[Start of section]
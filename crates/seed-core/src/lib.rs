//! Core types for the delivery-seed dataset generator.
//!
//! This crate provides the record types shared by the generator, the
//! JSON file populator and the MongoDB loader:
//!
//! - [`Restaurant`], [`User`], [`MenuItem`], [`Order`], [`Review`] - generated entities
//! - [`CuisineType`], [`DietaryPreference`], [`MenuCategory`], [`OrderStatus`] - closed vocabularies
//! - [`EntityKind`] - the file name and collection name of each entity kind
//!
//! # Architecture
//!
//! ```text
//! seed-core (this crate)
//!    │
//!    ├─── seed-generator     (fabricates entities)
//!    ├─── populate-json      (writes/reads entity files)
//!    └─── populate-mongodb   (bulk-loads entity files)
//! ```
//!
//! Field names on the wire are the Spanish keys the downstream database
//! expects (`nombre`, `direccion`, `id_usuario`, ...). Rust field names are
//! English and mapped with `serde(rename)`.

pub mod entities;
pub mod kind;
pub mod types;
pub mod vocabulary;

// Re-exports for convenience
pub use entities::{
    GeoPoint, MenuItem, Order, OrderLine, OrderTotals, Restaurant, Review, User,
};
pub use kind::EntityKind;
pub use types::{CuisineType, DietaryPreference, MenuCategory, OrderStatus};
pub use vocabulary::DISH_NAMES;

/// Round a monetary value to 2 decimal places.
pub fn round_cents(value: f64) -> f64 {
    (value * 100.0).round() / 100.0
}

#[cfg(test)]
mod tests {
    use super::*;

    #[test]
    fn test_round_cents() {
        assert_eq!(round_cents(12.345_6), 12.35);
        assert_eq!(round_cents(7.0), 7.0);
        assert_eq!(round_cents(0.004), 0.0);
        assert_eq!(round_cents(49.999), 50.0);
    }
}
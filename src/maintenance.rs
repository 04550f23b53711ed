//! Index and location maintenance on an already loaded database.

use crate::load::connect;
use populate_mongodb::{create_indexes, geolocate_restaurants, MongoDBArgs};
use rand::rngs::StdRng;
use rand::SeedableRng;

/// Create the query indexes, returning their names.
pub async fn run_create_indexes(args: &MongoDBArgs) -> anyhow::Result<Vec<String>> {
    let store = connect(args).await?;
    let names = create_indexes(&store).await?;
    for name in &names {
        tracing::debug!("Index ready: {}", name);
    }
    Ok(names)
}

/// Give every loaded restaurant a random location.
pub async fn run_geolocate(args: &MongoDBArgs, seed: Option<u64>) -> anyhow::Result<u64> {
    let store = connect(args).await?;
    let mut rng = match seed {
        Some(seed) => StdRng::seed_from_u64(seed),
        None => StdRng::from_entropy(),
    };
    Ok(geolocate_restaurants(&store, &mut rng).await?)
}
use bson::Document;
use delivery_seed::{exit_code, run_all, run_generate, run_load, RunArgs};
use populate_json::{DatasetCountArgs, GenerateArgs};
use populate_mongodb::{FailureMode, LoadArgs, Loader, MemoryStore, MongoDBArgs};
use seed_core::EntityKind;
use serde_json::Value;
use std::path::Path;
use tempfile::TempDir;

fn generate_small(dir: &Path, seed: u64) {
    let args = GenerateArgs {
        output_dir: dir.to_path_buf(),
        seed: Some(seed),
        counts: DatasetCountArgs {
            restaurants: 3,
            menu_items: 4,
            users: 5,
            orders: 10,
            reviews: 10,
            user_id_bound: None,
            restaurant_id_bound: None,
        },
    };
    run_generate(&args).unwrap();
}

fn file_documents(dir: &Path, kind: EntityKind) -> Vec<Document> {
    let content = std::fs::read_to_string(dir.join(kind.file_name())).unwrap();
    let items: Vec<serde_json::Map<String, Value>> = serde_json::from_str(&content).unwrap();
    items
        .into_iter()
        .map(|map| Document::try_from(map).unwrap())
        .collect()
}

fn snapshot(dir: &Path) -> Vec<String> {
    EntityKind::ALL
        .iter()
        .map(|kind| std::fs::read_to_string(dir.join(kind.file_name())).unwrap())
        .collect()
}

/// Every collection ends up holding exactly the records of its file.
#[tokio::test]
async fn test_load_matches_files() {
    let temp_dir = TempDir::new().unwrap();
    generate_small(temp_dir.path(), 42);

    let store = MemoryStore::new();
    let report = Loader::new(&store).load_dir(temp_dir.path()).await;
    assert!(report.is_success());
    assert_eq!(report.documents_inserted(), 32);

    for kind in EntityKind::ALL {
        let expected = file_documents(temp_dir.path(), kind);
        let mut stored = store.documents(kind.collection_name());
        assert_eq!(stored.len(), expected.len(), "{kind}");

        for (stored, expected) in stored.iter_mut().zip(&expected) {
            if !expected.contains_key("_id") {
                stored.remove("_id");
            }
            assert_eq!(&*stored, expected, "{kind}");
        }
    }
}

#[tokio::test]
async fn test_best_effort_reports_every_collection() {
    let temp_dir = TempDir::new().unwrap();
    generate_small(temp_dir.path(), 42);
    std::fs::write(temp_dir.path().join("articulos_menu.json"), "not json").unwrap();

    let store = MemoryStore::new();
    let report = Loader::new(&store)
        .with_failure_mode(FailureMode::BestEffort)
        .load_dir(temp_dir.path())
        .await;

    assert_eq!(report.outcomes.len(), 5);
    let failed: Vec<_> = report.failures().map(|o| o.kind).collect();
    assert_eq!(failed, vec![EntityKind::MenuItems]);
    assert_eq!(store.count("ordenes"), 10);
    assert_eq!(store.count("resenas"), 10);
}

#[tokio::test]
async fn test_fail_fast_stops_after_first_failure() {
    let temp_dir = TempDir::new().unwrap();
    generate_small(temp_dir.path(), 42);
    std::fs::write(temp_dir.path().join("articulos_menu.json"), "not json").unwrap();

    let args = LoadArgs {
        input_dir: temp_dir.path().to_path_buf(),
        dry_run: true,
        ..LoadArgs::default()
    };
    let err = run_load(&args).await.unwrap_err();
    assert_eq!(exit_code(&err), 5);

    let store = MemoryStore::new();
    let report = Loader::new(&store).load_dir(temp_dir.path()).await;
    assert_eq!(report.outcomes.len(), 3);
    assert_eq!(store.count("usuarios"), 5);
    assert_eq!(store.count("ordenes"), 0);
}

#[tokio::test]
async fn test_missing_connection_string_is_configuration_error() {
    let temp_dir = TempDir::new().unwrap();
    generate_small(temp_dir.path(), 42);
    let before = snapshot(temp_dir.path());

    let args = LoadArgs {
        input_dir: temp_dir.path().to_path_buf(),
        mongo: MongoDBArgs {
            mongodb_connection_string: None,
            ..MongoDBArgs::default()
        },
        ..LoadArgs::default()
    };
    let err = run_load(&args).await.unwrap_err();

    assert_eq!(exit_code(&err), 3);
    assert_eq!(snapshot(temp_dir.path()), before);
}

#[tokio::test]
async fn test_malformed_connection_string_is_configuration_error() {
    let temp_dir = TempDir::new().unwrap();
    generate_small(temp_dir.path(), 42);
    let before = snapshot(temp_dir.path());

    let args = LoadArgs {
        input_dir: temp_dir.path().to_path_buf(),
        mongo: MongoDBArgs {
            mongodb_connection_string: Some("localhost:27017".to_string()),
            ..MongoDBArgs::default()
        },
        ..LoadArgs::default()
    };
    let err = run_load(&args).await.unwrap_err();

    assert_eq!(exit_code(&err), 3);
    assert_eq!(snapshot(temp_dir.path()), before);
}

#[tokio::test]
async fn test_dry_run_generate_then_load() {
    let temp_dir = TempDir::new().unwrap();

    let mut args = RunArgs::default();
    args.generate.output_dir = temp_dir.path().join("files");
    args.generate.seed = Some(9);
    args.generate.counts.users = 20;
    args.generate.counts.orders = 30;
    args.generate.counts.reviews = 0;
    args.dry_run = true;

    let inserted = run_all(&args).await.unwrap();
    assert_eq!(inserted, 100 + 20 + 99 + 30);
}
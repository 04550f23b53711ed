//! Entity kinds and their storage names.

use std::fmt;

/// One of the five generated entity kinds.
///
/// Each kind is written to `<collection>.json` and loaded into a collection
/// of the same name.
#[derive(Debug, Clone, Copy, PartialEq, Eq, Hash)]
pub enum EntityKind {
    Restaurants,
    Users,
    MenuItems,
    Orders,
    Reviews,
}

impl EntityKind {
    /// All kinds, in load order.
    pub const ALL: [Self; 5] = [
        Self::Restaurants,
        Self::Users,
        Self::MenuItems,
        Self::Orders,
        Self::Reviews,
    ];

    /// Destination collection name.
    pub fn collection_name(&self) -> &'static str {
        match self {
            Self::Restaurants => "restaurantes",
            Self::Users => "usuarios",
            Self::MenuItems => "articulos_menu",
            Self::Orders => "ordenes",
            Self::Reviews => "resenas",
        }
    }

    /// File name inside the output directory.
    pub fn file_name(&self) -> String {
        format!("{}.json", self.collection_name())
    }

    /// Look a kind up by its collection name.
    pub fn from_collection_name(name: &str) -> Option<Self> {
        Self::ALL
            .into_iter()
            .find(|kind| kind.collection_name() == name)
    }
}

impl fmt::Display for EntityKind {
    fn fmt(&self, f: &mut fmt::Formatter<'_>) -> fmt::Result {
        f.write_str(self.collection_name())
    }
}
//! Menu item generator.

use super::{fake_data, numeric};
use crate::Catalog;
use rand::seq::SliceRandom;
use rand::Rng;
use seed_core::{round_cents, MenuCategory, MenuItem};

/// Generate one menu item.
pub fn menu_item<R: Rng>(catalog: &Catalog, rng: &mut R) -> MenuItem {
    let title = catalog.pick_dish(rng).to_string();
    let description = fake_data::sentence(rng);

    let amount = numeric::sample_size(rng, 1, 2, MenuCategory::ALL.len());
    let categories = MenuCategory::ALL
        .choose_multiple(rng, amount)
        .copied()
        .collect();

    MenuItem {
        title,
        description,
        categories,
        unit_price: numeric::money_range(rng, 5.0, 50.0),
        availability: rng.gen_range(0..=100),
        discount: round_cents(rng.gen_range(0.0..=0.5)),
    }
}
[End of section]
• DIRECTIONS FOR THIS TASK: In the listing above, how many lines include the word "title"? Answer with the number and nothing more.

• SOLUTION FOR THIS TASK: 2